Similarly, when reading a poem in translation, you get the ideas and the imagery but you normally lose the enhancement of mood caused by the metre, the rhythm of the verse, as well as by the rhyme. So ideas and imagery alone give you prose, not poetry.

Consider the differences in tone of gravity or levity set by rhythm in these opening lines (and you need to read them aloud–in your head if you can do that, otherwise really aloud, in order to hear the rhythm, the beat of the lines):

Let us go then, you and I,
When the evening is spread out against the sky...

I sprang to the stirrup, and Joris, and he;
I galloped, Dirck galloped, we galloped all three...

On the top of the Crumpetty Tree
The Quangle Wangle sat...

The first is meditative, the second full of action, the third is casual, informal… and those moods are set by the rhythm alone.

Metre is an essential component of English poetry.
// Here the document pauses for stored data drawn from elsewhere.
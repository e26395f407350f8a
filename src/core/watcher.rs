//! Polling change detection for watched documents.
//!
//! Every document gets its own named thread which stats the file once per interval and
//! compares the modification time with the last one it saw. A difference is reported once
//! through the `on_change` callback, then becomes the new baseline.
//!
//! Polling instead of OS notifications keeps behaviour identical across platforms and
//! filesystems (network mounts, editors that replace files on save).
//!
//! Each thread owns the receiving end of a zero-capacity stop channel. Dropping the sender
//! in [ChangeWatcher::stop_watching] disconnects the channel, which wakes the thread out of
//! its interval wait right away.

use crate::app::tab::Document;
use crate::error::{ViewerError, ViewerResult};

use crossbeam_channel::{Receiver, RecvTimeoutError, Sender, bounded};

use std::collections::HashMap;
use std::fs;
use std::io;
use std::path::{Path, PathBuf};
use std::sync::Arc;
use std::thread::{self, JoinHandle};
use std::time::{Duration, SystemTime};

/// Default interval between two polls of the same document.
pub const DEFAULT_POLL_INTERVAL: Duration = Duration::from_millis(100);

/// Opaque modification marker of a document.
///
/// Compared with whatever precision the platform reports. Two writes within one timestamp
/// tick produce equal tokens and count as a single change.
#[derive(Debug, Clone, Copy, PartialEq, Eq, PartialOrd, Ord, Hash)]
pub struct ModToken(SystemTime);

impl ModToken {
    /// Reads the current token of `path`.
    pub fn of(path: &Path) -> io::Result<Self> {
        let modified = fs::metadata(path)?.modified()?;
        Ok(Self(modified))
    }

    pub fn from_system_time(time: SystemTime) -> Self {
        Self(time)
    }

    #[inline]
    pub fn as_system_time(&self) -> SystemTime {
        self.0
    }
}

/// A running poll thread for one document.
struct WatchRegistration {
    index: usize,
    stop_tx: Sender<()>,
    handle: JoinHandle<()>,
}

/// Owns one polling thread per watched document.
pub struct ChangeWatcher {
    interval: Duration,
    registrations: HashMap<PathBuf, WatchRegistration>,
}

impl Default for ChangeWatcher {
    fn default() -> Self {
        Self::new(DEFAULT_POLL_INTERVAL)
    }
}

impl ChangeWatcher {
    pub fn new(interval: Duration) -> Self {
        Self {
            interval,
            registrations: HashMap::new(),
        }
    }

    /// Starts polling every document in `documents`.
    ///
    /// The index passed to `on_change` is the document's position in `documents`.
    /// Documents that are already watched keep their existing thread.
    pub fn start_watching<F>(&mut self, documents: &[Document], on_change: F)
    where
        F: Fn(usize, ModToken) + Send + Sync + 'static,
    {
        let on_change = Arc::new(on_change);

        for (index, doc) in documents.iter().enumerate() {
            if self.registrations.contains_key(doc.path()) {
                continue;
            }

            let path = doc.path().to_path_buf();
            let baseline = ModToken::of(&path).ok().or(doc.modified());
            let (stop_tx, stop_rx) = bounded::<()>(0);
            let interval = self.interval;
            let callback = Arc::clone(&on_change);
            let thread_path = path.clone();

            let spawned = thread::Builder::new()
                .name(format!("mdtail-watch-{index}"))
                .spawn(move || {
                    poll_loop(thread_path, index, baseline, interval, stop_rx, callback)
                });

            match spawned {
                Ok(handle) => {
                    tracing::debug!(index, path = %path.display(), "watch started");
                    self.registrations.insert(
                        path,
                        WatchRegistration {
                            index,
                            stop_tx,
                            handle,
                        },
                    );
                }
                Err(e) => {
                    tracing::error!(path = %path.display(), error = %e, "failed to spawn watch thread");
                }
            }
        }
    }

    /// Stops polling the given documents. Unknown documents are ignored.
    pub fn stop_watching(&mut self, documents: &[Document]) {
        for doc in documents {
            if let Some(reg) = self.registrations.remove(doc.path()) {
                shutdown_registration(doc.path(), reg);
            }
        }
    }

    /// Stops every registration.
    pub fn stop_all(&mut self) {
        for (path, reg) in self.registrations.drain() {
            shutdown_registration(&path, reg);
        }
    }

    pub fn is_watching(&self, path: &Path) -> bool {
        self.registrations.contains_key(path)
    }

    pub fn watched_count(&self) -> usize {
        self.registrations.len()
    }
}

impl Drop for ChangeWatcher {
    fn drop(&mut self) {
        self.stop_all();
    }
}

fn shutdown_registration(path: &Path, reg: WatchRegistration) {
    let WatchRegistration {
        index,
        stop_tx,
        handle,
    } = reg;
    drop(stop_tx);
    if handle.join().is_err() {
        tracing::error!(index, path = %path.display(), "watch thread panicked");
    } else {
        tracing::debug!(index, path = %path.display(), "watch stopped");
    }
}

/// Body of a watch thread. Runs until the stop channel is signalled or disconnected.
fn poll_loop<F>(
    path: PathBuf,
    index: usize,
    mut last: Option<ModToken>,
    interval: Duration,
    stop_rx: Receiver<()>,
    on_change: Arc<F>,
) where
    F: Fn(usize, ModToken) + Send + Sync + 'static,
{
    loop {
        match stop_rx.recv_timeout(interval) {
            Err(RecvTimeoutError::Timeout) => {}
            Ok(()) | Err(RecvTimeoutError::Disconnected) => break,
        }

        match poll_once(&path, last) {
            Ok(Some(token)) => {
                last = Some(token);
                on_change(index, token);
            }
            Ok(None) => {}
            Err(e) => {
                // deleted or unreadable: skip this cycle, keep the baseline
                tracing::debug!(index, error = %e, "poll skipped");
            }
        }
    }
}

/// One poll cycle. Returns the new token if it differs from `last`.
pub(crate) fn poll_once(path: &Path, last: Option<ModToken>) -> ViewerResult<Option<ModToken>> {
    let current = ModToken::of(path).map_err(|source| ViewerError::WatchIo {
        path: path.to_path_buf(),
        source,
    })?;

    if last == Some(current) {
        Ok(None)
    } else {
        Ok(Some(current))
    }
}

#[cfg(test)]
mod tests {
    use super::*;

    use crossbeam_channel::unbounded;
    use std::error;
    use std::fs::File;
    use std::time::UNIX_EPOCH;
    use tempfile::tempdir;

    const FAST: Duration = Duration::from_millis(10);
    const WAIT: Duration = Duration::from_secs(2);

    fn set_mtime(path: &Path, secs: u64) -> io::Result<()> {
        let file = File::options().write(true).open(path)?;
        file.set_modified(UNIX_EPOCH + Duration::from_secs(secs))
    }

    fn docs(paths: &[PathBuf]) -> Vec<Document> {
        paths.iter().cloned().map(Document::new).collect()
    }

    #[test]
    fn poll_once_reports_only_differences() -> Result<(), Box<dyn error::Error>> {
        let dir = tempdir()?;
        let file = dir.path().join("a.md");
        fs::write(&file, "one")?;
        set_mtime(&file, 1_000)?;

        let first = poll_once(&file, None)?.ok_or("missing first token")?;
        assert_eq!(poll_once(&file, Some(first))?, None);

        set_mtime(&file, 2_000)?;
        let second = poll_once(&file, Some(first))?;
        assert!(second.is_some_and(|t| t > first));
        Ok(())
    }

    #[test]
    fn poll_once_on_missing_file_is_watch_io() {
        let res = poll_once(Path::new("/definitely/not/here.md"), None);
        assert!(matches!(res, Err(ViewerError::WatchIo { .. })));
    }

    #[test]
    fn change_fires_once_per_modification() -> Result<(), Box<dyn error::Error>> {
        let dir = tempdir()?;
        let a = dir.path().join("a.md");
        let b = dir.path().join("b.md");
        fs::write(&a, "a")?;
        fs::write(&b, "b")?;
        set_mtime(&a, 1_000)?;
        set_mtime(&b, 1_000)?;

        let (tx, rx) = unbounded();
        let mut watcher = ChangeWatcher::new(FAST);
        watcher.start_watching(&docs(&[a.clone(), b.clone()]), move |idx, tok| {
            let _ = tx.send((idx, tok));
        });
        assert_eq!(watcher.watched_count(), 2);

        // let the threads take their baseline
        thread::sleep(FAST * 5);
        set_mtime(&b, 2_000)?;

        let (idx, tok) = rx.recv_timeout(WAIT)?;
        assert_eq!(idx, 1);
        assert_eq!(tok.as_system_time(), UNIX_EPOCH + Duration::from_secs(2_000));

        assert!(
            rx.recv_timeout(FAST * 10).is_err(),
            "unchanged polls must not fire again"
        );
        Ok(())
    }

    #[test]
    fn deleted_file_does_not_stop_other_documents() -> Result<(), Box<dyn error::Error>> {
        let dir = tempdir()?;
        let a = dir.path().join("a.md");
        let b = dir.path().join("b.md");
        fs::write(&a, "a")?;
        fs::write(&b, "b")?;
        set_mtime(&a, 1_000)?;
        set_mtime(&b, 1_000)?;

        let (tx, rx) = unbounded();
        let mut watcher = ChangeWatcher::new(FAST);
        watcher.start_watching(&docs(&[a.clone(), b.clone()]), move |idx, _| {
            let _ = tx.send(idx);
        });
        thread::sleep(FAST * 5);

        fs::remove_file(&a)?;
        thread::sleep(FAST * 5);
        set_mtime(&b, 3_000)?;
        assert_eq!(rx.recv_timeout(WAIT)?, 1);

        // recreated with a new timestamp fires for the original index
        fs::write(&a, "back")?;
        set_mtime(&a, 4_000)?;
        assert_eq!(rx.recv_timeout(WAIT)?, 0);
        Ok(())
    }

    #[test]
    fn stop_watching_silences_and_is_idempotent() -> Result<(), Box<dyn error::Error>> {
        let dir = tempdir()?;
        let a = dir.path().join("a.md");
        fs::write(&a, "a")?;
        set_mtime(&a, 1_000)?;
        let documents = docs(std::slice::from_ref(&a));

        let (tx, rx) = unbounded();
        let mut watcher = ChangeWatcher::new(FAST);
        watcher.start_watching(&documents, move |idx, _| {
            let _ = tx.send(idx);
        });
        assert!(watcher.is_watching(&a));

        watcher.stop_watching(&documents);
        assert!(!watcher.is_watching(&a));
        watcher.stop_watching(&documents);
        watcher.stop_watching(&docs(&[dir.path().join("never.md")]));

        set_mtime(&a, 5_000)?;
        assert!(rx.recv_timeout(FAST * 10).is_err());
        Ok(())
    }

    #[test]
    fn stop_returns_without_waiting_for_interval() -> Result<(), Box<dyn error::Error>> {
        let dir = tempdir()?;
        let a = dir.path().join("a.md");
        fs::write(&a, "a")?;

        let mut watcher = ChangeWatcher::new(Duration::from_secs(60));
        watcher.start_watching(&docs(&[a]), |_, _| {});

        let started = std::time::Instant::now();
        watcher.stop_all();
        assert!(started.elapsed() < Duration::from_secs(5));
        assert_eq!(watcher.watched_count(), 0);
        Ok(())
    }
}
Make the metre-rule your yardstick. Don’t leave home without it.

Limerick: On a Hopeless Romantic


Like Jesus, she felt God-forsaken,
like Joan of Arc, wanted a stake in
     a life full of meaning,
     a life undemeaning—
like Jung, she was simply myth-taken.

This limerick was originally published in Light. As far as I remember, I didn’t have anyone in mind when writing it, it was done for the pure wordplay of the rhythm and rhyme, the repetition of the J-names in the long lines and the near-identical nature of the short lines, and of course the final pun.

Formal verse covers a lot of territory from limericks at one extreme to Paradise Lost at the other. Personally, I’ll take Lear over Milton any day.